TASK DIRECTIONS: Output the opening lines of the records exactly. End with the line that contains "fn fmt(&self, f: &mut".
··· RECORDS ···
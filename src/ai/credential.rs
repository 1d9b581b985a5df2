//! API Credential Lookup
//!
//! The API key is read from the environment each time it is needed and is
//! never cached between calls. Lookups go through [`EnvSource`] so callers
//! can supply a fixed environment instead of the process one.

use std::collections::HashMap;

use secrecy::{ExposeSecret, SecretString};

use crate::constants::env;

/// Read-only view of environment variables
pub trait EnvSource: Send + Sync {
    fn var(&self, key: &str) -> Option<String>;
}

/// The process environment
#[derive(Debug, Clone, Copy, Default)]
pub struct ProcessEnv;

impl EnvSource for ProcessEnv {
    fn var(&self, key: &str) -> Option<String> {
        std::env::var(key).ok()
    }
}

impl EnvSource for HashMap<String, String> {
    fn var(&self, key: &str) -> Option<String> {
        self.get(key).cloned()
    }
}

/// API key for the completion endpoint
pub struct Credential {
    api_key: SecretString,
}

impl std::fmt::Debug for Credential {
    fn fmt(&self, f: &mut std::fmt::Formatter<'_>) -> std::fmt::Result {
        f.debug_struct("Credential")
            .field("api_key", &"[REDACTED]")
            .finish()
    }
}

impl Credential {
    pub fn new(api_key: impl Into<String>) -> Self {
        Self {
            api_key: SecretString::from(api_key.into()),
        }
    }

    /// Look up `OPENAI_API_KEY`; blank values count as absent
    pub fn from_env(source: &dyn EnvSource) -> Option<Self> {
        source
            .var(env::API_KEY)
            .filter(|key| !key.trim().is_empty())
            .map(Self::new)
    }

    /// Value for the `Authorization: Bearer` header
    pub fn bearer(&self) -> String {
        format!("Bearer {}", self.api_key.expose_secret())
    }
}
//! Pre-flight Gate
//!
//! Validates the environment before any agent runs, cheapest check first:
//!
//! 1. Repository: path is a directory containing a `.git` directory
//! 2. Config: the pentest config parses and validates (only when supplied)
//! 3. Credentials: an API key is set and a minimal "ping" completion succeeds
//!
//! The first failing check ends the gate; later checks never execute.
//! Failures are returned as classified values, never raised.

use std::path::Path;
use std::sync::Arc;
use std::time::Duration;

use tracing::{info, warn};

use super::credential::{Credential, EnvSource};
use super::provider::{CompletionRequest, SharedProvider};
use super::timeout::with_timeout;
use crate::config::{RunnerConfig, parse_config};
use crate::constants::openai;
use crate::types::{ClassifiedError, ErrorClassifier, ErrorCode, GateError};

/// Gate outcome: success carries nothing, failure carries one classified error
pub type PreflightOutcome = std::result::Result<(), ClassifiedError>;

/// Sequential pre-flight checker
pub struct PreflightGate {
    provider: SharedProvider,
    env: Arc<dyn EnvSource>,
    preflight_model: String,
    timeout: Duration,
}

impl PreflightGate {
    pub fn new(
        provider: SharedProvider,
        env: Arc<dyn EnvSource>,
        preflight_model: impl Into<String>,
        timeout: Duration,
    ) -> Self {
        Self {
            provider,
            env,
            preflight_model: preflight_model.into(),
            timeout,
        }
    }

    pub fn from_config(
        provider: SharedProvider,
        env: Arc<dyn EnvSource>,
        config: &RunnerConfig,
    ) -> Self {
        Self::new(
            provider,
            env,
            config.openai.preflight_model.clone(),
            config.openai.preflight_timeout(),
        )
    }

    /// Run all checks in order, stopping at the first failure
    pub async fn run_preflight_checks(
        &self,
        repo_path: &Path,
        config_path: Option<&Path>,
    ) -> PreflightOutcome {
        info!("Running pre-flight checks...");

        info!("Checking repository: {}", repo_path.display());
        self.check_repository(repo_path).await.inspect_err(log_failure)?;
        info!("Repository OK");

        if let Some(config_path) = config_path {
            info!("Validating config: {}", config_path.display());
            self.check_config(config_path).await.inspect_err(log_failure)?;
            info!("Config OK");
        }

        info!("Checking API credentials...");
        self.check_credentials().await.inspect_err(log_failure)?;
        info!("Credentials OK");

        info!("Pre-flight checks passed");
        Ok(())
    }

    /// Path must be a directory with a `.git` directory inside.
    /// Any filesystem error counts as "not found".
    pub async fn check_repository(&self, repo_path: &Path) -> PreflightOutcome {
        let is_dir = |meta: std::io::Result<std::fs::Metadata>| meta.is_ok_and(|m| m.is_dir());

        if !is_dir(tokio::fs::metadata(repo_path).await) {
            return Err(repo_not_found(
                format!("Repository path not found: {}", repo_path.display()),
                repo_path,
            ));
        }

        if !is_dir(tokio::fs::metadata(repo_path.join(".git")).await) {
            return Err(repo_not_found(
                format!("Not a git repository: {}", repo_path.display()),
                repo_path,
            ));
        }

        Ok(())
    }

    /// Parse and validate the pentest config. Already-classified parser
    /// errors pass through unchanged; anything else is wrapped.
    pub async fn check_config(&self, config_path: &Path) -> PreflightOutcome {
        parse_config(config_path)
            .await
            .map(|_| ())
            .map_err(|err| config_failure(config_path, err))
    }

    /// Key must be set; then one minimal completion must succeed
    pub async fn check_credentials(&self) -> PreflightOutcome {
        let Some(credential) = Credential::from_env(self.env.as_ref()) else {
            return Err(ClassifiedError::config(
                ErrorCode::AuthFailed,
                "No API credentials found. Set OPENAI_API_KEY",
            ));
        };

        let request = CompletionRequest {
            model: self.preflight_model.clone(),
            prompt: openai::PREFLIGHT_PROMPT.to_string(),
            max_completion_tokens: openai::PREFLIGHT_MAX_TOKENS,
        };

        let result = with_timeout(
            self.timeout,
            self.provider.complete(&credential, &request),
            "preflight credential check",
        )
        .await;

        match result {
            Ok(_) => Ok(()),
            Err(err) if ErrorClassifier::is_retryable_error(&err) => Err(ClassifiedError::network(
                format!("API unreachable, check your network connection: {}", err),
            )),
            Err(err) => Err(ClassifiedError::config(
                ErrorCode::AuthFailed,
                format!("API credential check failed: {}", err),
            )),
        }
    }
}

/// Classified parser errors pass through; read and parse errors are wrapped
pub fn config_failure(config_path: &Path, err: GateError) -> ClassifiedError {
    match err {
        GateError::Classified(classified) => classified,
        err => ClassifiedError::config(
            ErrorCode::ConfigValidationFailed,
            format!("Invalid config {}: {}", config_path.display(), err),
        )
        .with_context("config_path", config_path.display().to_string()),
    }
}

fn repo_not_found(message: String, repo_path: &Path) -> ClassifiedError {
    ClassifiedError::config(ErrorCode::RepoNotFound, message)
        .with_context("repo_path", repo_path.display().to_string())
}

fn log_failure(err: &ClassifiedError) {
    warn!("Pre-flight check failed: {}", err);
}
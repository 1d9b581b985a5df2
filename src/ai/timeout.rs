//! Request Timeouts
//!
//! Bounds the outbound completion call. Without this, a hanging request
//! would block the calling task indefinitely.
//!
//! ## Usage
//!
//! ```ignore
//! use crate::ai::timeout::with_timeout;
//!
//! let completion = with_timeout(
//!     Duration::from_secs(600),
//!     provider.complete(&credential, &request),
//!     "completion request",
//! ).await?;
//! ```

use std::future::Future;
use std::time::Duration;

use crate::types::{GateError, Result};

/// Execute an async operation with a timeout
///
/// Returns `GateError::Timeout` if the operation doesn't complete within the
/// specified duration. Timeouts classify as retryable.
pub async fn with_timeout<T, F>(timeout: Duration, future: F, operation_name: &str) -> Result<T>
where
    F: Future<Output = Result<T>>,
{
    match tokio::time::timeout(timeout, future).await {
        Ok(result) => result,
        Err(_) => Err(GateError::timeout(operation_name, timeout)),
    }
}

#[cfg(test)]
mod tests {
    use super::*;

    #[tokio::test]
    async fn test_with_timeout_success() {
        let result = with_timeout(
            Duration::from_secs(1),
            async { Ok::<_, GateError>(42) },
            "test operation",
        )
        .await;
        assert_eq!(result.unwrap(), 42);
    }

    #[tokio::test]
    async fn test_with_timeout_passes_inner_error() {
        let result: Result<()> = with_timeout(
            Duration::from_secs(1),
            async { Err(GateError::Config("bad".to_string())) },
            "test operation",
        )
        .await;
        assert!(matches!(result, Err(GateError::Config(_))));
    }

    #[tokio::test]
    async fn test_with_timeout_expires() {
        let result = with_timeout(
            Duration::from_millis(10),
            async {
                tokio::time::sleep(Duration::from_secs(1)).await;
                Ok::<_, GateError>(42)
            },
            "slow operation",
        )
        .await;
        assert!(matches!(result.unwrap_err(), GateError::Timeout { .. }));
    }
}
//! Run Command
//!
//! Gate the repository, then execute one agent prompt with retries.
//!
//! Usage:
//!   agentgate run --repo <path> --agent <description> --prompt <text>
//!   agentgate run --repo <path> --agent <description> --prompt-file <file> \
//!       [--context-file <file>] [--config <yaml>] [--audit-dir <dir>] [--json]

use std::path::PathBuf;
use std::sync::Arc;

use crate::ai::{ExecutionResult, JsonlAuditSession};
use crate::cli::ui::Output;
use crate::cli::util::{CommandContext, read_text_file};
use crate::runner::{AgentStep, NonEmptyResponse, Orchestrator, RunReport, ValidatorRegistry};
use crate::types::{GateError, Result, format_duration_ms, slugify};

pub struct RunOptions {
    pub repo: PathBuf,
    pub config: Option<PathBuf>,
    pub agent: String,
    pub prompt: Option<String>,
    pub prompt_file: Option<PathBuf>,
    pub context_file: Option<PathBuf>,
    pub audit_dir: Option<PathBuf>,
    pub json: bool,
}

/// Returns whether the run passed
pub async fn run(ctx: &CommandContext, options: RunOptions) -> Result<bool> {
    let prompt = match (&options.prompt, &options.prompt_file) {
        (Some(prompt), _) => prompt.clone(),
        (None, Some(path)) => read_text_file(path, "prompt")?,
        (None, None) => {
            return Err(GateError::Config(
                "Either --prompt or --prompt-file is required".to_string(),
            ));
        }
    };
    let context = match &options.context_file {
        Some(path) => read_text_file(path, "context")?,
        None => String::new(),
    };

    let validators =
        ValidatorRegistry::new().with(slugify(&options.agent), Arc::new(NonEmptyResponse));
    let mut orchestrator =
        Orchestrator::new(ctx.gate(), Arc::new(ctx.pipeline())).with_validators(validators);
    if let Some(dir) = &options.audit_dir {
        let session = JsonlAuditSession::open(dir).await?;
        tracing::info!("Audit log: {}", session.path().display());
        orchestrator = orchestrator.with_audit_session(Arc::new(session));
    }

    let step = AgentStep::new(&options.agent, prompt).with_context(context);
    let report = orchestrator
        .run(&options.repo, options.config.as_deref(), &[step])
        .await;

    if options.json {
        println!("{}", serde_json::to_string_pretty(&report)?);
    } else {
        print_report(&report);
    }

    Ok(report.is_success())
}

fn print_report(report: &RunReport) {
    let output = Output::new();

    if let Some(err) = &report.preflight_error {
        output.classified(err);
        return;
    }

    for step in &report.steps {
        output.header(&step.description);
        output.field("Attempts", step.attempts);
        output.field("Duration", format_duration_ms(step.result.duration_ms()));

        match &step.result {
            ExecutionResult::Success(success) => {
                output.field("Model", &success.model_name);
                output.field("Turns", success.turn_count);
                output.field("Cost", format!("${:.4}", success.cost));
                if success.api_error_detected {
                    output.warning("Response mentions an API error");
                }
                match &step.validation_error {
                    Some(reason) => output.error(&format!("Output rejected: {}", reason)),
                    None => output.success("Agent completed"),
                }
                println!("\n{}", success.result_text);
            }
            ExecutionResult::Failure(failure) => {
                output.field("Category", failure.category);
                if let Some(code) = failure.code {
                    output.field("Code", code);
                }
                output.error(&format!(
                    "{}: {}",
                    failure.error_type_name, failure.error_message
                ));
            }
        }
    }
}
···
OUTPUT FOR THIS TASK:
filename src/ai/credential.rs
repository 1d9b581b985a5df2
//! API Credential Lookup
//!
//! The API key is read from the environment each time it is needed and is
//! never cached between calls. Lookups go through [`EnvSource`] so callers
//! can supply a fixed environment instead of the process one.

use std::collections::HashMap;

use secrecy::{ExposeSecret, SecretString};

use crate::constants::env;

/// Read-only view of environment variables
pub trait EnvSource: Send + Sync {
    fn var(&self, key: &str) -> Option<String>;
}

/// The process environment
#[derive(Debug, Clone, Copy, Default)]
pub struct ProcessEnv;

impl EnvSource for ProcessEnv {
    fn var(&self, key: &str) -> Option<String> {
        std::env::var(key).ok()
    }
}

impl EnvSource for HashMap<String, String> {
    fn var(&self, key: &str) -> Option<String> {
        self.get(key).cloned()
    }
}

/// API key for the completion endpoint
pub struct Credential {
    api_key: SecretString,
}

impl std::fmt::Debug for Credential {
    fn fmt(&self, f: &mut std::fmt::Formatter<'_>) -> std::fmt::Result {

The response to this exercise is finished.